Chinese Investors Finance Trump-Branded Kushner Tower in Exchange for Visas

2016/03/06 12:58pm

Throughout his presidential campaign, Donald Trump has fixated on China’s increasing economic influence as exemplary of America’s failure to win anymore. He has not, however, thus far mentioned Chinese investors’ involvement in financing a Trump-branded tower in New Jersey being built by his son-in-law.

The promotional video above, part of a marketing campaign for Kushner Companies “Trump Bay Street,” shows a short tour of Jersey City by car, set to the the theme song from The Sopranos, and subtitled in Chinese.

According to Bloomberg Politics, the video was produced to entice Chinese financiers to invest in the development project—a 50-story luxury rental apartment building—under the EB-5 Immigrant Investor Program. A business partner of Trump’s on a golf course in Jupiter, Florida, named Nicholas Mastroianni runs the firm dealing with potential investors, U.S. Immigration Fund. (Jared Kushner, the chief executive officers of the building’s developer, Kushner Companies, is married to Ivanka Trump, Donald’s daughter.)

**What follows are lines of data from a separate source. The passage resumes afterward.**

//! Unit conversion benchmarks.

use criterion::{black_box, criterion_group, criterion_main, BenchmarkId, Criterion, Throughput};
use rand::Rng;
use relsize_core::{parse_size, pretty_size, pretty_size_decimal, Decimal};

/// Generate byte counts spread across all unit ranges.
fn random_sizes(count: usize) -> Vec<i64> {
    let mut rng = rand::thread_rng();
    (0..count)
        .map(|_| {
            let shift = rng.gen_range(0..62);
            rng.gen_range(0..=(1_i64 << shift))
        })
        .collect()
}

/// Benchmark integer formatting at each unit boundary.
fn bench_pretty_size(c: &mut Criterion) {
    let mut group = c.benchmark_group("pretty_size");

    for bytes in [
        10_239_i64,
        10_240,
        10_485_760,
        10_737_418_240,
        10_995_116_277_760,
        i64::MAX,
    ]
    .iter()
    {
        group.bench_with_input(BenchmarkId::from_parameter(bytes), bytes, |b, &bytes| {
            b.iter(|| pretty_size(black_box(bytes)));
        });
    }
    group.finish();
}

/// Benchmark both formatting backends over mixed magnitudes.
fn bench_backends(c: &mut Criterion) {
    let sizes = random_sizes(1024);
    let decimals: Vec<Decimal> = sizes.iter().map(|&size| Decimal::from(size)).collect();

    let mut group = c.benchmark_group("format_backends");
    group.throughput(Throughput::Elements(sizes.len() as u64));

    group.bench_function("i64", |b| {
        b.iter(|| {
            for &size in &sizes {
                black_box(pretty_size(black_box(size)));
            }
        });
    });
    group.bench_function("decimal", |b| {
        b.iter(|| {
            for size in &decimals {
                black_box(pretty_size_decimal(black_box(size)));
            }
        });
    });
    group.finish();
}

/// Benchmark parsing across input shapes.
fn bench_parse_size(c: &mut Criterion) {
    let mut group = c.benchmark_group("parse_size");

    for input in ["0", "10240", "512 MB", "1.5 GB", "-2.25e3 kB"].iter() {
        group.bench_with_input(BenchmarkId::from_parameter(input), input, |b, input| {
            b.iter(|| parse_size(black_box(input)).unwrap());
        });
    }
    group.finish();
}

/// Benchmark decimal parsing, plain and exponent-heavy.
fn bench_decimal_parse(c: &mut Criterion) {
    let mut group = c.benchmark_group("decimal_parse");

    for input in ["10240", "123456.789012", "9.1e12", "1e-300"].iter() {
        group.bench_with_input(BenchmarkId::from_parameter(input), input, |b, input| {
            b.iter(|| input.parse::<Decimal>().unwrap());
        });
    }
    group.finish();
}

criterion_group!(
    benches,
    bench_pretty_size,
    bench_backends,
    bench_parse_size,
    bench_decimal_parse,
);

criterion_main!(benches);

Trump has railed against some such programs, saying that he wants to “institute an absolute requirement to hire American workers first for every visa and immigration program” even as he acknowledges hiring temporary workers at his Mar-A-Lago Club in Palm Beach, Florida. However, Trump Bay Street has thus far raised $50 million through loans facilitated by EB-5. According to U.S. Immigration Fund’s general counsel, nearly all of the investors are from China.

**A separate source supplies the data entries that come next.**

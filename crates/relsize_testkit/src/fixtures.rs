//! Cluster fixtures for size tests.
//!
//! Provides a throwaway on-disk cluster with a matching catalog
//! snapshot, plus canned scenarios for common shapes.

use relsize_core::{
    CatalogSnapshot, DatabaseId, FileNumber, Fork, Layout, ObjectId, ObjectLocator, RelationEntry,
    RelationKind, SizeInspector, StaticCatalog, TablespaceId, DEFAULT_TABLESPACE,
};
use relsize_fs::LocalFs;
use std::fs;
use std::path::Path;
use tempfile::TempDir;

/// A throwaway on-disk cluster with automatic cleanup.
///
/// Files are written through `std::fs`; the catalog side lives in a
/// [`CatalogSnapshot`] so tests can exercise the same loading path the
/// command-line tool uses.
pub struct ClusterFixture {
    /// Snapshot describing every object registered so far.
    pub snapshot: CatalogSnapshot,
    layout: Layout,
    /// The temporary directory (kept alive to prevent cleanup).
    _temp_dir: TempDir,
}

impl ClusterFixture {
    /// Creates an empty cluster with `base` and `global` directories in
    /// place, as any real cluster has.
    pub fn new() -> Self {
        let temp_dir = TempDir::new().expect("Failed to create temp directory");
        let layout = Layout::new(temp_dir.path());
        fs::create_dir_all(layout.base_dir()).expect("Failed to create base directory");
        fs::create_dir_all(layout.global_dir()).expect("Failed to create global directory");
        Self {
            snapshot: CatalogSnapshot::default(),
            layout,
            _temp_dir: temp_dir,
        }
    }

    /// The layout rooted at this fixture's temp directory.
    pub fn layout(&self) -> &Layout {
        &self.layout
    }

    /// The cluster root path.
    pub fn root(&self) -> &Path {
        self.layout.root()
    }

    /// Writes one fork of a locator as a chain of segment files with
    /// the given lengths.
    pub fn write_fork(&self, locator: &ObjectLocator, fork: Fork, segment_sizes: &[u64]) {
        let base = self.layout.relation_path(locator, fork);
        if let Some(parent) = base.parent() {
            fs::create_dir_all(parent).expect("Failed to create object directory");
        }
        for (segment, &len) in segment_sizes.iter().enumerate() {
            let path = Layout::segment_path(&base, segment as u32);
            let file = fs::File::create(&path).expect("Failed to create segment file");
            file.set_len(len).expect("Failed to size segment file");
        }
    }

    /// Registers a table in the default tablespace of `database` and
    /// writes its main fork. Returns the table's id.
    pub fn add_table(&mut self, id: u32, database: u32, file_number: u32, segment_sizes: &[u64]) -> ObjectId {
        let locator = self.default_locator(database, file_number);
        self.write_fork(&locator, Fork::Main, segment_sizes);
        self.snapshot.relations.push(RelationEntry {
            id,
            tablespace: DEFAULT_TABLESPACE.as_u32(),
            database: Some(database),
            file_number,
            kind: RelationKind::Table,
            overflow: None,
            indexes: Vec::new(),
        });
        ObjectId::new(id)
    }

    /// Registers an index on `table` and writes its main fork.
    pub fn add_index(&mut self, table: u32, id: u32, database: u32, file_number: u32, len: u64) -> ObjectId {
        let locator = self.default_locator(database, file_number);
        self.write_fork(&locator, Fork::Main, &[len]);
        self.snapshot.relations.push(RelationEntry {
            id,
            tablespace: DEFAULT_TABLESPACE.as_u32(),
            database: Some(database),
            file_number,
            kind: RelationKind::Index,
            overflow: None,
            indexes: Vec::new(),
        });
        self.entry_mut(table).indexes.push(id);
        ObjectId::new(id)
    }

    /// Registers an overflow chain on `table` and writes its main fork.
    pub fn add_overflow(&mut self, table: u32, id: u32, database: u32, file_number: u32, len: u64) -> ObjectId {
        let locator = self.default_locator(database, file_number);
        self.write_fork(&locator, Fork::Main, &[len]);
        self.snapshot.relations.push(RelationEntry {
            id,
            tablespace: DEFAULT_TABLESPACE.as_u32(),
            database: Some(database),
            file_number,
            kind: RelationKind::Overflow,
            overflow: None,
            indexes: Vec::new(),
        });
        self.entry_mut(table).overflow = Some(id);
        ObjectId::new(id)
    }

    /// Builds a catalog from the current snapshot.
    pub fn catalog(&self) -> StaticCatalog {
        StaticCatalog::from_snapshot(&self.snapshot)
    }

    /// Builds an inspector over the fixture's files and catalog.
    pub fn inspector(&self) -> SizeInspector<StaticCatalog, LocalFs> {
        SizeInspector::new(self.catalog(), LocalFs::new(), self.layout.clone())
    }

    /// Writes the catalog snapshot as pretty JSON, the format the
    /// command-line tool loads.
    pub fn write_snapshot(&self, path: &Path) {
        let json = serde_json::to_string_pretty(&self.snapshot).expect("Failed to serialize snapshot");
        fs::write(path, json).expect("Failed to write snapshot file");
    }

    fn default_locator(&self, database: u32, file_number: u32) -> ObjectLocator {
        ObjectLocator::new(DEFAULT_TABLESPACE, DatabaseId::new(database), FileNumber::new(file_number))
    }

    fn entry_mut(&mut self, id: u32) -> &mut RelationEntry {
        self.snapshot
            .relations
            .iter_mut()
            .find(|entry| entry.id == id)
            .expect("Object not registered in fixture")
    }
}

impl Default for ClusterFixture {
    fn default() -> Self {
        Self::new()
    }
}

/// Runs a test against a fresh empty cluster.
///
/// # Example
///
/// ```rust,ignore
/// use relsize_testkit::with_cluster;
///
/// #[test]
/// fn my_test() {
///     with_cluster(|cluster| {
///         cluster.add_table(101, 5, 1000, &[8192]);
///         // ... assertions over cluster.inspector()
///     });
/// }
/// ```
pub fn with_cluster<F, R>(f: F) -> R
where
    F: FnOnce(&mut ClusterFixture) -> R,
{
    let mut fixture = ClusterFixture::new();
    f(&mut fixture)
}

/// Canned cluster shapes.
pub mod scenarios {
    use super::*;

    /// Database 5 holding one table (file 1000, segments 8192+4096)
    /// with two indexes (2048 and 1024 bytes) and an overflow chain
    /// (512 bytes) carrying its own index (256 bytes).
    pub fn table_with_attachments() -> ClusterFixture {
        let mut cluster = ClusterFixture::new();
        cluster.add_table(101, 5, 1000, &[8192, 4096]);
        cluster.add_index(101, 110, 5, 3000, 2048);
        cluster.add_index(101, 111, 5, 3100, 1024);
        cluster.add_overflow(101, 102, 5, 2000, 512);
        cluster.add_index(102, 103, 5, 2100, 256);
        cluster
    }

    /// Databases 5 and 6, each with one table in the default
    /// tablespace; database 5 also stores a table in linked
    /// tablespace 7.
    pub fn multi_tablespace_cluster() -> ClusterFixture {
        let mut cluster = ClusterFixture::new();
        cluster.add_table(101, 5, 1000, &[4000]);
        cluster.add_table(201, 6, 1000, &[123]);

        let locator = ObjectLocator::new(TablespaceId::new(7), DatabaseId::new(5), FileNumber::new(4000));
        cluster.write_fork(&locator, Fork::Main, &[800]);
        cluster.snapshot.relations.push(RelationEntry {
            id: 301,
            tablespace: 7,
            database: Some(5),
            file_number: 4000,
            kind: RelationKind::Table,
            overflow: None,
            indexes: Vec::new(),
        });
        cluster
    }
}

#[cfg(test)]
mod tests {
    use super::*;
    use relsize_core::Catalog;

    #[test]
    fn fixture_creates_cluster_directories() {
        let cluster = ClusterFixture::new();
        assert!(cluster.layout().base_dir().is_dir());
        assert!(cluster.layout().global_dir().is_dir());
    }

    #[test]
    fn write_fork_places_segment_files() {
        let mut cluster = ClusterFixture::new();
        cluster.add_table(101, 5, 1000, &[100, 200]);
        let base = cluster.root().join("base/5/1000");
        assert_eq!(fs::metadata(&base).unwrap().len(), 100);
        assert_eq!(fs::metadata(cluster.root().join("base/5/1000.1")).unwrap().len(), 200);
    }

    #[test]
    fn scenario_catalog_is_consistent() {
        let cluster = scenarios::table_with_attachments();
        let catalog = cluster.catalog();
        let meta = catalog
            .resolve_relation(ObjectId::new(101))
            .unwrap()
            .expect("table registered");
        assert_eq!(meta.overflow, Some(ObjectId::new(102)));
        assert_eq!(catalog.relation_indexes(ObjectId::new(101)).unwrap().len(), 2);
    }
}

“This was a highly successful license deal but he is not a partner in the financing of the development,” a Trump spokeswoman told Bloomberg.

Under the EB-5 program, foreigners who invest at least $500,000 in an American project that promises to create at least 10 jobs can receive a two-year visa. The program has become increasingly popular as a source of capital for real estate developers in New York and California in recent years: Only 346 EB-5 visas were issued in 2005, rising to 3,340 in 2011 and 10,692 in 2014. According to the Atlantic, about 1,200 Chinese millionaires were granted visas in the course of raising money to finance the $20 billion Hudson Yards project alone.

It is, essentially, a way to buy American citizenship. Some, like Senator Diane Feinstein, have called for the program’s reform.

“EB-5 sends a terrible message to the millions of immigrants patiently waiting their turn to enter the United States legally to be reunited with their families or for legitimate employment,” she said in a statement last year, just before the program was renewed. “It says that American citizenship is for sale, and that’s not what our country stands for.”

What is more, a report from the Government Accountability Office around the same time indicated that it was difficult to verify the source of investor’s funds, and that the program was vulnerable to fraud and abuse. 

In addition to reaching wealthy foreign investors, the program has become a magnet for those seeking to sidestep the scrutiny of the traditional immigration process. In one case, immigration officials pushed through a visa application from Chinese investor in a Las Vegas hotel project despite an internal review that found the investor had previously been turned back at the border, and much of his visa application had likely been fabricated, immigration records show.

A Feb. 1, 2013 Homeland Security internal review obtained by ABC News also lays out in stark detail the breadth of the troubles afflicting some of the roughly 600 so-called regional centers — private sector entities certified by Homeland Security to recruit foreign investors for specific business ventures that will qualify for EB-5 visas. The document summarizes 41 investigations, some open and some now closed, into allegations ranging from espionage to fraud to drug trafficking involving investors in various EB-5 investment projects.

The program was renewed through September 2016 without changes.